Tips for the fearful flier


By Laura Blumenfeld

Los Angeles Times

The midair meltdown of a JetBlue pilot last month confirms what I try to deny while flying: Hurtling 30,000 feet above the Earth in an aluminum tube is indubitably nutty. JetBlue passengers tackled the pilot on the New York-Las Vegas flight, the airline said, when he stormed the cabin, rambling, due to a “medical situation.”

While I sympathize with the captain’s medical situation, I wonder if he was acting out what the rest of us are thinking when we’re on a plane: I want off.

I tried recently to become a fearless flier. At a Washington dinner, I had met Robert Benzon, a Vietnam War combat pilot and, at the time, one of America’s top air crash investigators. The National Transportation Safety Board director referred to him as “The Rock.” Benzon has sifted through more than 30 major air wrecks, including the 1988 Pan Am Lockerbie bombing, the 9/11 jets and the US Airways ditching in the Hudson River.

Long odds

And yet, Benzon says, you could fly every day for 11,000 years before you’d board a doomed airplane. “I’m more aware when I fly,” Benzon told me. “But I’m not apprehensive at all.”

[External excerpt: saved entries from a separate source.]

//! JWT access token verification (HS256).

use std::path::PathBuf;

use chrono::{Duration, Utc};
use jsonwebtoken::{DecodingKey, EncodingKey, Header, Validation, decode, encode};
use rand::distr::Alphanumeric;
use rand::{Rng, rng};
use tracing::info;

use super::ValidatorError;
use crate::models::auth::TokenClaims;

/// Access token lifetime: 15 minutes.
const ACCESS_TOKEN_EXPIRY_SECS: i64 = 15 * 60;

/// Generate a signed access token (HS256, 15 min expiry).
///
/// Issuance belongs to the identity provider; this exists for local
/// development and tests.
pub fn generate_access_token(
    subject: &str,
    email: &str,
    secret: &[u8],
) -> Result<String, ValidatorError> {
    let now = Utc::now();
    let claims = TokenClaims {
        sub: subject.to_string(),
        email: email.to_string(),
        exp: (now + Duration::seconds(ACCESS_TOKEN_EXPIRY_SECS)).timestamp(),
        iat: now.timestamp(),
    };
    encode(
        &Header::default(),
        &claims,
        &EncodingKey::from_secret(secret),
    )
    .map_err(|e| ValidatorError::TokenError(format!("jwt encode: {e}")))
}

/// Verify an access token, returning the claims on success.
pub fn verify_access_token(token: &str, secret: &[u8]) -> Result<TokenClaims, ValidatorError> {
    let key = DecodingKey::from_secret(secret);
    let mut validation = Validation::default();
    validation.validate_exp = true;
    decode::<TokenClaims>(token, &key, &validation)
        .map(|data| data.claims)
        .map_err(|e| ValidatorError::TokenError(format!("jwt decode: {e}")))
}

/// Resolve the JWT secret: env var `JWT_SECRET` → `AUTH_SECRET` → persisted file.
pub fn resolve_jwt_secret() -> String {
    if let Ok(secret) = std::env::var("JWT_SECRET")
        && !secret.is_empty()
    {
        return secret;
    }
    if let Ok(secret) = std::env::var("AUTH_SECRET")
        && !secret.is_empty()
    {
        return secret;
    }
    let secret_path = jwt_secret_path();
    if let Ok(existing) = std::fs::read_to_string(&secret_path) {
        let trimmed = existing.trim();
        if !trimmed.is_empty() {
            return trimmed.to_string();
        }
    }
    let secret: String = rng()
        .sample_iter(&Alphanumeric)
        .take(64)
        .map(char::from)
        .collect();
    if let Some(parent) = secret_path.parent() {
        let _ = std::fs::create_dir_all(parent);
    }
    let _ = std::fs::write(&secret_path, &secret);
    info!(path = %secret_path.display(), "generated new JWT secret");
    secret
}

/// Path to the persisted JWT secret file.
fn jwt_secret_path() -> PathBuf {
    dirs::data_dir()
        .unwrap_or_else(|| PathBuf::from("."))
        .join("gatehouse")
        .join("jwt-secret")
}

I asked the veteran investigator if I could observe him at work. He was about to retire, and before he did, I wanted to learn his secret and make it my own. I arrived at Benzon’s office, which overlooks Reagan National Airport. All morning he’d been analyzing past NTSB events — cockpit fires, torque tube failures, wingtip strikes. At lunch, he chewed on a sandwich while listening to the scanner from Reagan’s control tower. When storms blow through, he told me, the voices in the tower rise an octave. The voices in the cockpit rise too.

The more time I spent with Benzon, the more confident I grew that he might have the cure. In my family, we battle travel anxiety by clinging to stuffed animals. The night before a flight, we lay a trail of Post-its to the door to remind us to pack Dolphie, my 8-year-old daughter’s totemic, stuffed dolphin. Last Christmas break, when I accidentally set the alarm for 5 p.m. instead of 5 a.m., we woke to the taxi driver banging on our door and stampeded into the icy dark, panicked that we would miss our plane. A block down the road, my daughter gasped when she realized what she’d forgotten.

“Keep driving,” my husband told the taxi driver. “Not without Dolphie!” My daughter cried, “Dolphie! Dolphie!” The driver, who spoke little English, cut his eyes to me: “Who Dolphie?”

I was hoping that Benzon would carry us beyond Dolphie. His job was to pinpoint causes of accidents, then recommend steps to prevent them. Some were common sense, like buckling up. “I never take off my seat belt,” Benzon told me. “If I could leave it on and go to the bathroom, I would.”

For want of a nail

Other discoveries are technical. Benzon picked up a half-inch metal disc from his desk: “A 3-cent washer could destroy a whole plane.” A mechanic had dropped the disc while repairing a China Air Boeing 737. Later, when the plane landed in Japan, a bolt came loose and the engine caught fire. Passengers had to jump down inflatable slides. The airplane exploded. Benzon found a similar problem on 21 aircraft worldwide.

In one NTSB lab we visited lay a recorder recovered in Katmandu, Nepal, a crushed orange box caked in mud. They would play the pilots’ dying words hundreds of times.

In all, Benzon had investigated the end of 3,000 lives. The smell of burning jet fuel, hydraulic fluid and human skin mixing and rising in an orange-black ball had, at times, made him want to quit. One of the most painful scenes he heard on a recorder was in Denver: “A couple on board, upside down in a muddy field. They were crunched together, and they were talking about their kids, as she was slowly slipping away.”

Talk of dying mothers reminded me of my own air anxiety. In the taxi to the airport last Christmas, I overruled my husband and we went back for the ragged Dolphie. We just made our flight to San Juan, Puerto Rico, where we were met by a magnitude 5.4 earthquake.

Emulating the pro

Now I wanted to become an intrepid traveler, like Benzon. So I asked the investigator the essential question, the real reason I had contrived to tour the NTSB. What did Benzon do to feel safe a mile high? He always carried the NTSB’s crash-scene checklist. But what else?

“A little stuffed animal,” Benzon said, stifling a chuckle. “One of those Beanie Baby squirrels.”

Nuts, the squirrel. Nuts flew with Benzon to Kabul, Afghanistan, to reconstruct an aircraft that struck a mountain, to Greece to sleuth the mystery of a failed pressurization system, to China to inspect wreckage in a rice paddy. His wife had given him the plush toy. “She said don’t lose this or you’re going to be in trouble overseas.” The squirrel travels in Benzon’s checked bags, never in carry-on.

“I’m afraid,” Benzon said, “I’d lose him.”

Laura Blumenfeld, author of “Revenge: A Story of Hope,” is writing a book about World War II. She wrote this for the Los Angeles Times. Distributed by MCT Information Services.